Darüber, dass Oma keinen Mann an ihrer Seite hatte, machte ich mir keine Geanken. Es war einfach so, und einen Opa zu vermissen wäre mir im Traum nicht eingefallen. Umso erstaunter war ich, als Oma und ich in den Sommerferien in ihren Geburtsort in Oberbayern fuhren, in Nürnberg eine Zugunterbrechung von eineinhalb Stunden hatten und sie von einigen älteren Herren, die ebenfalls auf ihren Anschluss warteten, heftig hofiert wurde.

Oma war nie ein Kind von Traurigkeit gewesen, aber diese massive Anmache empfand sie als peinlich. Das hatte ich ihrem Gesichtsausdruck deutlich angesehen. Nach einer gescheiterten Ehe, die sie am liebsten aus ihrem Gedächtnis gestrichen hätte, und dem Verlust ihres Lebensgefährten, den ein Gehirntumor zum Tode verurteilt hatte, hatte sie mit der Männerwelt nichts mehr am Hut gehabt. Sie hatte die Lektion begriffen, dass eine Frau am besten im Leben zurechtkommt, wenn sie mit sich allein und ihren eigenen Problemen zu tun hat.

Was hatten diese Typen an Oma, die in meinen Kinderaugen für jeden außerhalb der Familie der Prototyp eines furcheinflößenden Dragoners war, so anziehend gefunden?
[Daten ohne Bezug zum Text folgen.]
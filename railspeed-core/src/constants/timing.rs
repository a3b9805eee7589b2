//! Timing Constants
//!
//! All values are milliseconds of the monotonic clock that feeds the
//! state machine.

/// Real-time tick period of the measurement cycle (milliseconds).
///
/// One cycle triggers both emitters, the next collects both ranges, so a
/// full measurement takes two ticks. The ranging chip converges in under
/// 8 ms at the configured maximum convergence time, which the two-tick
/// cycle covers.
pub const TICK_PERIOD_MS: u64 = 5;

/// How long to wait for the second sensor after the first one detects
/// (milliseconds).
///
/// With 127 mm spacing this is the transit time of a 1:160 model at
/// 1 scale mph; anything slower is treated as stalled or reversed and
/// the interval is abandoned.
pub const SECOND_SENSOR_TIMEOUT_MS: u64 = 45_455;

/// Settle time after both sensors clear before the next train can be timed
/// (milliseconds).
///
/// Gaps between coupled cars read as brief clears; 1.5 s bridges them.
pub const CLEAR_TIMEOUT_MS: u64 = 1_500;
Sie wirkte mütterlich und fürsorglich, und das war sie auch. Diesem Umstand verdankte ihr erster Mann, dass sie ihm vier Kinder in die Welt setzte, ehe sie die Reißleine zog. Da hatte er er schon die Damastwäche, das Tafelsilber und die Sparbücher seiner Söhne verspielt, beim Herrenausstatter Schulden und mit den flatterhaftesten Frauen der Stadt im Bett gelegen.

Ihre Geduld war nahezu unererschöpflich. Es musste schon ans Eingemachte gehen, und das hieß, um das Wohl und Wehe ihrer Kinder, dass sie sich entschloss, deren Vater in die Wüste zu schicken.

Jedenfalls hatte Oma von Männern die Schnauze gestrichen voll, das ist mir heute, wenn ich über ihr Leben sinniere, völlig klar, ebenso klar wie ihre Gründe.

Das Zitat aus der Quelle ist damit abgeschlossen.